The wife and father-in-law of Google India's Bangalore-based COVID-19 infected employee were on Sunday booked under the Epidemic Disease Act 1897 for allegedly lying to the health officials about the infection.
The wife of the techie was admitted to the railway hospital's isolation ward and her sample was sent for testing. She, however, managed to slip away even before her lab report reached the authorities and allegedly hid at her parental home in Agra.
The couple had visited Greece and returned to India in the first week of March.
The father-in-law, who was a railway officer, allegedly misled the health officials, when they asked about his daughter and told them that she had gone to Bangalore.
The father-in-law finally revealed the truth, when the authorities called the police.
The wife, who also later tested positive for the virus, had reached Delhi from Bangalore by air and from there she took the Gatiman Express train to go to Agra.
The officials were trying to trace the passengers, who were in same coach in which the lady travelled.
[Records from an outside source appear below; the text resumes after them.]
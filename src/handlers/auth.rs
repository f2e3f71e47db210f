use axum::{
    extract::{Form, State},
    http::StatusCode,
    response::{Html, IntoResponse, Redirect, Response},
};

use crate::{
    error::{AppError, Result},
    forms::{FormErrors, LoginForm, RegisterForm},
    handlers::{AppState, user_path},
    session::SessionContext,
    views,
};

/// Landing page
pub async fn home() -> Redirect {
    Redirect::to("/register")
}

/// Show the registration form
pub async fn register_form(mut session: SessionContext) -> Result<(SessionContext, Html<String>)> {
    let flash = session.take_flash();
    let page = views::register_page(&RegisterForm::default(), &FormErrors::new(), flash.as_deref())?;
    Ok((session, page))
}

/// Create an account and log it in
pub async fn register(
    State(state): State<AppState>,
    mut session: SessionContext,
    Form(form): Form<RegisterForm>,
) -> Result<Response> {
    let new_user = match form.clean() {
        Ok(new_user) => new_user,
        Err(errors) => {
            return Ok((StatusCode::BAD_REQUEST, views::register_page(&form, &errors, None)?)
                .into_response());
        }
    };

    match state.users.register(new_user).await {
        Ok(user) => {
            session.login(&user);
            Ok((session, Redirect::to(&user_path(&user.username))).into_response())
        }
        // Duplicates stay on the form with the message next to the field
        Err(err @ AppError::DuplicateUsername) => {
            let mut errors = FormErrors::new();
            errors.add("username", err.to_string());
            Ok((StatusCode::BAD_REQUEST, views::register_page(&form, &errors, None)?).into_response())
        }
        Err(err @ AppError::DuplicateEmail) => {
            let mut errors = FormErrors::new();
            errors.add("email", err.to_string());
            Ok((StatusCode::BAD_REQUEST, views::register_page(&form, &errors, None)?).into_response())
        }
        Err(e) => Err(e),
    }
}

/// Show the login form
pub async fn login_form(mut session: SessionContext) -> Result<(SessionContext, Html<String>)> {
    let flash = session.take_flash();
    let page =
        views::login_page(&LoginForm::default(), &FormErrors::new(), None, flash.as_deref())?;
    Ok((session, page))
}

/// Check credentials and start a session
pub async fn login(
    State(state): State<AppState>,
    mut session: SessionContext,
    Form(form): Form<LoginForm>,
) -> Result<Response> {
    let credentials = match form.clean() {
        Ok(credentials) => credentials,
        Err(errors) => {
            return Ok((StatusCode::BAD_REQUEST, views::login_page(&form, &errors, None, None)?)
                .into_response());
        }
    };

    match state
        .users
        .authenticate(&credentials.username, &credentials.password)
        .await
    {
        Ok(user) => {
            tracing::info!("User {} logged in", user.username);
            session.login(&user);
            Ok((session, Redirect::to(&user_path(&user.username))).into_response())
        }
        Err(err @ AppError::InvalidCredentials) => {
            let page =
                views::login_page(&form, &FormErrors::new(), Some(&err.to_string()), None)?;
            Ok((StatusCode::BAD_REQUEST, page).into_response())
        }
        Err(e) => Err(e),
    }
}

/// Clear the session, whoever was logged in
pub async fn logout(mut session: SessionContext) -> (SessionContext, Redirect) {
    if let Some(username) = session.current_user() {
        tracing::info!("User {} logged out", username);
    }
    session.logout();
    session.flash("See you later!");
    (session, Redirect::to("/"))
}
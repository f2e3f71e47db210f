use uuid::Uuid;

use crate::{
    db::DbPool,
    error::{AppError, Result},
    forms::NewUser,
    models::User,
    services::PasswordService,
};

/// User store for database operations
#[derive(Clone)]
pub struct UserStore {
    pool: DbPool,
    passwords: PasswordService,
}

impl UserStore {
    /// Create a new UserStore with the provided database pool
    pub fn new(pool: DbPool, passwords: PasswordService) -> Self {
        Self { pool, passwords }
    }

    /// Get a user by username
    pub async fn find_by_username(&self, username: &str) -> Result<User> {
        sqlx::query_as::<_, User>("SELECT * FROM users WHERE username = ?")
            .bind(username)
            .fetch_optional(&self.pool)
            .await?
            .ok_or(AppError::UserNotFound)
    }

    /// Get a user by email address
    pub async fn find_by_email(&self, email: &str) -> Result<User> {
        sqlx::query_as::<_, User>("SELECT * FROM users WHERE email = ?")
            .bind(email)
            .fetch_optional(&self.pool)
            .await?
            .ok_or(AppError::UserNotFound)
    }

    /// Create a new user with a hashed password
    pub async fn register(&self, new_user: NewUser) -> Result<User> {
        // Pre-check for a clean message; the table constraints still decide
        if found(self.find_by_username(&new_user.username).await)? {
            return Err(AppError::DuplicateUsername);
        }
        if found(self.find_by_email(&new_user.email).await)? {
            return Err(AppError::DuplicateEmail);
        }

        let passwords = self.passwords.clone();
        let plaintext = new_user.password;
        let hash = tokio::task::spawn_blocking(move || passwords.hash(&plaintext)).await??;

        let user = User {
            username: new_user.username,
            password: hash,
            email: new_user.email,
            first_name: new_user.first_name,
            last_name: new_user.last_name,
            session_nonce: Uuid::new_v4().simple().to_string(),
        };

        sqlx::query(
            r#"
            INSERT INTO users (username, password, email, first_name, last_name, session_nonce)
            VALUES (?, ?, ?, ?, ?, ?)
            "#,
        )
        .bind(&user.username)
        .bind(&user.password)
        .bind(&user.email)
        .bind(&user.first_name)
        .bind(&user.last_name)
        .bind(&user.session_nonce)
        .execute(&self.pool)
        .await
        .map_err(AppError::from_user_insert)?;

        tracing::info!("Registered user {}", user.username);
        Ok(user)
    }

    /// Check a username/password pair.
    ///
    /// Unknown usernames and wrong passwords fail identically.
    pub async fn authenticate(&self, username: &str, password: &str) -> Result<User> {
        let user = match self.find_by_username(username).await {
            Ok(user) => Some(user),
            Err(AppError::UserNotFound) => None,
            Err(e) => return Err(e),
        };

        let passwords = self.passwords.clone();
        let plaintext = password.to_string();
        let stored = user.as_ref().map(|user| user.password.clone());
        let verified = tokio::task::spawn_blocking(move || match stored {
            Some(hash) => passwords.verify(&hash, &plaintext),
            None => {
                passwords.verify_dummy(&plaintext);
                false
            }
        })
        .await?;

        match user {
            Some(user) if verified => Ok(user),
            _ => {
                tracing::warn!("Failed login attempt for {}", username);
                Err(AppError::InvalidCredentials)
            }
        }
    }

    /// Delete a user by username.
    ///
    /// Feedback owned by the user must be removed first.
    pub async fn delete_by_username(&self, username: &str) -> Result<()> {
        sqlx::query("DELETE FROM users WHERE username = ?")
            .bind(username)
            .execute(&self.pool)
            .await?;

        Ok(())
    }

    /// Delete a user and all feedback it owns in one transaction.
    ///
    /// Returns the number of feedback entries removed. Nothing is removed
    /// if either delete fails.
    pub async fn delete_with_feedback(&self, username: &str) -> Result<u64> {
        let mut tx = self.pool.begin().await?;

        // Feedback first, the foreign key rejects the user delete otherwise
        let removed = sqlx::query("DELETE FROM feedback WHERE username = ?")
            .bind(username)
            .execute(&mut *tx)
            .await?
            .rows_affected();

        sqlx::query("DELETE FROM users WHERE username = ?")
            .bind(username)
            .execute(&mut *tx)
            .await?;

        tx.commit().await?;
        Ok(removed)
    }

    /// Nonce of the account currently holding `username`
    pub async fn session_nonce(&self, username: &str) -> Result<Option<String>> {
        let nonce = sqlx::query_scalar::<_, String>(
            "SELECT session_nonce FROM users WHERE username = ?",
        )
        .bind(username)
        .fetch_optional(&self.pool)
        .await?;

        Ok(nonce)
    }
}

fn found(lookup: Result<User>) -> Result<bool> {
    match lookup {
        Ok(_) => Ok(true),
        Err(AppError::UserNotFound) => Ok(false),
        Err(e) => Err(e),
    }
}
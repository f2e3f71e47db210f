use argon2::{
    Algorithm, Argon2, Params, PasswordHash, PasswordHasher, PasswordVerifier, Version,
    password_hash::SaltString,
};
use rand::RngCore;

use crate::error::{AppError, Result};

/// One-way password hashing with Argon2id.
///
/// Built once at startup with the configured cost and shared by cloning.
/// Every hash carries its own random salt and parameters in PHC format, so
/// verification never depends on the current cost settings.
#[derive(Clone)]
pub struct PasswordService {
    argon2: Argon2<'static>,
    dummy_hash: String,
}

impl PasswordService {
    pub fn new(memory_kib: u32, iterations: u32) -> Result<Self> {
        let params = Params::new(memory_kib, iterations, Params::DEFAULT_P_COST, None)
            .map_err(|e| AppError::Hashing(e.to_string()))?;
        let argon2 = Argon2::new(Algorithm::Argon2id, Version::V0x13, params);

        let mut service = Self {
            argon2,
            dummy_hash: String::new(),
        };
        service.dummy_hash = service.hash("not-a-real-password")?;
        Ok(service)
    }

    /// Hash a plaintext password with a fresh salt
    pub fn hash(&self, plaintext: &str) -> Result<String> {
        let mut salt_bytes = [0u8; 16];
        rand::rng().fill_bytes(&mut salt_bytes);

        let salt =
            SaltString::encode_b64(&salt_bytes).map_err(|e| AppError::Hashing(e.to_string()))?;

        self.argon2
            .hash_password(plaintext.as_bytes(), &salt)
            .map(|hash| hash.to_string())
            .map_err(|e| AppError::Hashing(e.to_string()))
    }

    /// Check a plaintext password against a stored hash.
    ///
    /// Malformed hashes never match.
    pub fn verify(&self, hash: &str, plaintext: &str) -> bool {
        let parsed = match PasswordHash::new(hash) {
            Ok(parsed) => parsed,
            Err(e) => {
                tracing::warn!("Stored password hash is malformed: {}", e);
                return false;
            }
        };

        self.argon2
            .verify_password(plaintext.as_bytes(), &parsed)
            .is_ok()
    }

    /// Burn the same work as a real verification, for lookups that missed
    pub fn verify_dummy(&self, plaintext: &str) {
        let _ = self.verify(&self.dummy_hash, plaintext);
    }
}

#[cfg(test)]
pub(crate) fn test_service() -> PasswordService {
    // Minimum cost keeps the test suite fast
    PasswordService::new(Params::MIN_M_COST, 1).expect("valid argon2 params")
}
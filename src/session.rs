use std::sync::Arc;

use axum::{
    extract::{FromRef, FromRequestParts},
    http::{HeaderMap, HeaderValue, header, request::Parts},
    response::{IntoResponseParts, ResponseParts},
};
use cookie::{Cookie, SameSite, time::Duration};

use crate::{
    db::UserStore,
    error::{AppError, Result},
    models::User,
    services::{
        SessionService,
        session_service::{SESSION_COOKIE, SessionClaims},
    },
};

/// Per-request authentication state.
///
/// Extracted from the session cookie at the start of a request and handed
/// to the handler explicitly. Returning it as part of the response writes
/// any change back to the client.
pub struct SessionContext {
    service: Arc<SessionService>,
    username: Option<String>,
    nonce: Option<String>,
    flash: Option<String>,
    changed: bool,
}

impl SessionContext {
    pub fn new(service: Arc<SessionService>) -> Self {
        Self {
            service,
            username: None,
            nonce: None,
            flash: None,
            changed: false,
        }
    }

    /// Decode the session cookie without consulting the user store
    fn from_headers(service: Arc<SessionService>, headers: &HeaderMap) -> Self {
        let claims = session_token(headers)
            .and_then(|token| service.read(&token))
            .unwrap_or_default();

        Self {
            service,
            username: claims.sub,
            nonce: claims.nonce,
            flash: claims.flash,
            changed: false,
        }
    }

    /// Drop the identity unless it still names the account it was issued for
    async fn verify_account(&mut self, users: &UserStore) -> Result<()> {
        let Some(username) = self.username.as_deref() else {
            return Ok(());
        };

        let current = users.session_nonce(username).await?;
        if current.is_none() || current != self.nonce {
            tracing::debug!("Discarding session of a removed account {}", username);
            self.username = None;
            self.nonce = None;
            self.changed = true;
        }
        Ok(())
    }

    /// Record `user` as the authenticated identity
    pub fn login(&mut self, user: &User) {
        self.username = Some(user.username.clone());
        self.nonce = Some(user.session_nonce.clone());
        self.changed = true;
    }

    pub fn current_user(&self) -> Option<&str> {
        self.username.as_deref()
    }

    /// Forget the authenticated identity. Safe to call when logged out.
    pub fn logout(&mut self) {
        self.username = None;
        self.nonce = None;
        self.changed = true;
    }

    pub fn is_owner(&self, username: &str) -> bool {
        !username.is_empty() && self.current_user() == Some(username)
    }

    /// Gate for owner-only actions
    pub fn require_owner(&self, username: &str) -> Result<()> {
        if self.is_owner(username) {
            return Ok(());
        }
        if let Some(current) = self.current_user() {
            tracing::warn!("User {} tried to act on behalf of {}", current, username);
        }
        Err(AppError::Unauthorized)
    }

    /// Queue a message for the next rendered page
    pub fn flash(&mut self, message: impl Into<String>) {
        self.flash = Some(message.into());
        self.changed = true;
    }

    /// Consume the pending flash message, if any
    pub fn take_flash(&mut self) -> Option<String> {
        let flash = self.flash.take();
        if flash.is_some() {
            self.changed = true;
        }
        flash
    }

    fn cookie(&self) -> Result<Cookie<'static>> {
        let builder = |value: String| {
            Cookie::build((SESSION_COOKIE, value))
                .path("/")
                .http_only(true)
                .same_site(SameSite::Lax)
        };

        if self.username.is_none() && self.flash.is_none() {
            let mut removal = builder(String::new()).build();
            removal.make_removal();
            return Ok(removal);
        }

        let token = self.service.issue(SessionClaims {
            sub: self.username.clone(),
            nonce: self.nonce.clone(),
            flash: self.flash.clone(),
            ..Default::default()
        })?;
        Ok(builder(token)
            .max_age(Duration::seconds(self.service.ttl_secs()))
            .build())
    }
}

fn session_token(headers: &HeaderMap) -> Option<String> {
    headers
        .get_all(header::COOKIE)
        .iter()
        .filter_map(|value| value.to_str().ok())
        .flat_map(Cookie::split_parse)
        .filter_map(|cookie| cookie.ok())
        .find(|cookie| cookie.name() == SESSION_COOKIE)
        .map(|cookie| cookie.value().to_string())
}

impl<S> FromRequestParts<S> for SessionContext
where
    Arc<SessionService>: FromRef<S>,
    UserStore: FromRef<S>,
    S: Send + Sync,
{
    type Rejection = AppError;

    async fn from_request_parts(
        parts: &mut Parts,
        state: &S,
    ) -> std::result::Result<Self, Self::Rejection> {
        let service = Arc::<SessionService>::from_ref(state);
        let mut session = Self::from_headers(service, &parts.headers);
        session.verify_account(&UserStore::from_ref(state)).await?;
        Ok(session)
    }
}

impl IntoResponseParts for SessionContext {
    type Error = AppError;

    fn into_response_parts(
        self,
        mut res: ResponseParts,
    ) -> std::result::Result<ResponseParts, Self::Error> {
        if !self.changed {
            return Ok(res);
        }

        let cookie = self.cookie()?;
        let value = HeaderValue::from_str(&cookie.to_string())
            .map_err(|e| AppError::Session(e.to_string()))?;
        res.headers_mut().append(header::SET_COOKIE, value);
        Ok(res)
    }
}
''We have booked them under the Epidemic Disease Act 1897,'' said a police official in Agra. They have also been charged under sections 269 and 270 of the IPC that pertained to unlawful and negligent act that could spread the infection. They could be jailed for six months to two years and also fined if proven guilty.
The Epidemic Diseases Act had been passed in 1897 for the purpose of checking the spread of “dangerous epidemic diseases”. The Act came into being in the wake of the bubonic plague epidemic that had struck Bombay in 1896.